**What is needed:** Please return every line from the entries that has the string "ServiceConfig" in it.

*** Information Section Begins ***

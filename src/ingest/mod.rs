//! Upstream source adapters.
//!
//! Every adapter turns one family of upstream payloads into a
//! `NormalizedSeries`. Adapters share one capability (`SourceAdapter`) and
//! are selected per contaminant through `AdapterRegistry`.
//!
//! Submodules:
//! - `beach`: beach-monitoring E. coli feed with swim advisories.
//! - `pfas`: PFAS survey feed keyed by water system.
//! - `compliance`: in-memory regulatory compliance dataset.

pub mod beach;
pub mod compliance;
pub mod pfas;

use std::collections::HashMap;
use std::sync::Arc;

use async_trait::async_trait;
use chrono::{DateTime, NaiveDate, NaiveDateTime, Utc};
use serde::Deserialize;

use crate::config::ServiceConfig;
use crate::model::{Contaminant, NormalizedSeries, SeriesQuery, WaterError};

// ---------------------------------------------------------------------------
// Adapter capability
// ---------------------------------------------------------------------------

/// A live source for one or more contaminants.
///
/// `Ok(None)` means the adapter ran but had no records left after
/// filtering; the resolver treats that the same as a failure.
#[async_trait]
pub trait SourceAdapter: Send + Sync {
    /// Human-readable source name, used in logs and on the series.
    fn name(&self) -> &str;

    async fn resolve(
        &self,
        contaminant: Contaminant,
        query: &SeriesQuery,
    ) -> Result<Option<NormalizedSeries>, WaterError>;
}

/// Static mapping from contaminant to its live adapter.
#[derive(Clone, Default)]
pub struct AdapterRegistry {
    adapters: HashMap<Contaminant, Arc<dyn SourceAdapter>>,
}

impl AdapterRegistry {
    pub fn new() -> Self {
        Self::default()
    }

    /// Registers `adapter` for `contaminant`, replacing any earlier entry.
    pub fn with(mut self, contaminant: Contaminant, adapter: Arc<dyn SourceAdapter>) -> Self {
        self.adapters.insert(contaminant, adapter);
        self
    }

    pub fn get(&self, contaminant: Contaminant) -> Option<Arc<dyn SourceAdapter>> {
        self.adapters.get(&contaminant).cloned()
    }

    pub fn len(&self) -> usize {
        self.adapters.len()
    }

    pub fn is_empty(&self) -> bool {
        self.adapters.is_empty()
    }

    /// Builds the production registry.
    ///
    /// The compliance dataset serves every contaminant; the beach and PFAS
    /// feeds replace it for E. coli and PFAS when live feeds are enabled and
    /// their URLs are configured.
    pub fn from_config(config: &ServiceConfig, client: reqwest::Client) -> Self {
        let compliance: Arc<dyn SourceAdapter> = Arc::new(compliance::ComplianceAdapter::new());
        let mut registry = Contaminant::ALL
            .into_iter()
            .fold(Self::new(), |r, c| r.with(c, Arc::clone(&compliance)));

        if config.use_live_feeds {
            if let Some(url) = &config.beach_feed_url {
                registry = registry.with(
                    Contaminant::Ecoli,
                    Arc::new(beach::BeachAdapter::new(client.clone(), url)),
                );
            }
            if let Some(url) = &config.pfas_feed_url {
                registry = registry.with(
                    Contaminant::Pfas,
                    Arc::new(pfas::PfasSurveyAdapter::new(client, url)),
                );
            }
        }
        registry
    }
}

// ---------------------------------------------------------------------------
// Feed fetch
// ---------------------------------------------------------------------------

/// Fetches a remote JSON array of loosely-typed records.
///
/// The feeds take no parameters; filtering happens client side. Records are
/// returned as raw JSON so each adapter can decode them one at a time and
/// drop the ones it cannot coerce.
pub async fn fetch_records(
    client: &reqwest::Client,
    url: &str,
) -> Result<Vec<serde_json::Value>, WaterError> {
    let response = client
        .get(url)
        .header("Accept", "application/json")
        .send()
        .await?;

    if !response.status().is_success() {
        return Err(WaterError::Network(format!("HTTP {} from {}", response.status(), url)));
    }

    let body: serde_json::Value = response.json().await?;
    match body {
        serde_json::Value::Array(records) => Ok(records),
        serde_json::Value::Object(mut map) => match map.remove("data") {
            Some(serde_json::Value::Array(records)) => Ok(records),
            _ => Err(WaterError::Validation(format!("{} did not return a record array", url))),
        },
        _ => Err(WaterError::Validation(format!("{} did not return a record array", url))),
    }
}

// ---------------------------------------------------------------------------
// Tolerant decoding helpers
// ---------------------------------------------------------------------------

/// A field that upstream sends as either a JSON number or a string.
#[derive(Debug, Clone, Deserialize)]
#[serde(untagged)]
pub enum LooseValue {
    Number(f64),
    Bool(bool),
    Text(String),
}

impl LooseValue {
    /// Numeric reading, accepting `"<10"`, `"1,234"` and similar strings.
    pub fn as_number(&self) -> Option<f64> {
        match self {
            LooseValue::Number(n) if n.is_finite() => Some(*n),
            LooseValue::Number(_) | LooseValue::Bool(_) => None,
            LooseValue::Text(s) => {
                let cleaned: String = s
                    .trim()
                    .trim_start_matches(['<', '>', '='])
                    .chars()
                    .filter(|c| *c != ',')
                    .collect();
                cleaned.trim().parse::<f64>().ok().filter(|n| n.is_finite())
            }
        }
    }

    /// Truthy advisory flags: `true`, non-zero numbers, and the usual
    /// yes-like strings.
    pub fn as_flag(&self) -> bool {
        match self {
            LooseValue::Bool(b) => *b,
            LooseValue::Number(n) => *n != 0.0,
            LooseValue::Text(s) => matches!(
                s.trim().to_ascii_lowercase().as_str(),
                "y" | "yes" | "true" | "1" | "advisory" | "posted"
            ),
        }
    }

    pub fn as_text(&self) -> Option<String> {
        match self {
            LooseValue::Text(s) if !s.trim().is_empty() => Some(s.trim().to_string()),
            LooseValue::Number(n) => Some(n.to_string()),
            _ => None,
        }
    }
}

/// Text of the first spelling that is present and non-blank.
pub fn first_text<'a>(candidates: impl IntoIterator<Item = &'a Option<LooseValue>>) -> Option<String> {
    candidates.into_iter().flatten().find_map(LooseValue::as_text)
}

/// Reading of the first spelling that coerces to a number.
pub fn first_number<'a>(candidates: impl IntoIterator<Item = &'a Option<LooseValue>>) -> Option<f64> {
    candidates.into_iter().flatten().find_map(LooseValue::as_number)
}

/// Date of the first spelling that parses as one.
pub fn first_date<'a>(candidates: impl IntoIterator<Item = &'a Option<LooseValue>>) -> Option<NaiveDate> {
    candidates
        .into_iter()
        .flatten()
        .filter_map(LooseValue::as_text)
        .find_map(|raw| parse_loose_date(&raw))
}

/// Parses the date formats seen across upstream feeds.
pub fn parse_loose_date(raw: &str) -> Option<NaiveDate> {
    let raw = raw.trim();
    if raw.is_empty() {
        return None;
    }
    if let Ok(date) = NaiveDate::parse_from_str(raw, "%Y-%m-%d") {
        return Some(date);
    }
    if let Ok(dt) = DateTime::parse_from_rfc3339(raw) {
        return Some(dt.with_timezone(&Utc).date_naive());
    }
    for format in ["%Y-%m-%dT%H:%M:%S%.f", "%Y-%m-%d %H:%M:%S", "%Y-%m-%dT%H:%M"] {
        if let Ok(dt) = NaiveDateTime::parse_from_str(raw, format) {
            return Some(dt.date());
        }
    }
    NaiveDate::parse_from_str(raw, "%m/%d/%Y").ok()
}

/// Case-insensitive substring match used for site filtering.
pub fn contains_ignore_case(haystack: &str, needle: &str) -> bool {
    haystack.to_lowercase().contains(&needle.trim().to_lowercase())
}

// ---------------------------------------------------------------------------
// Tests
// ---------------------------------------------------------------------------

*** Information Section Ends ***

**Solution to the exercise:**
use crate::config::ServiceConfig;
    pub fn from_config(config: &ServiceConfig, client: reqwest::Client) -> Self {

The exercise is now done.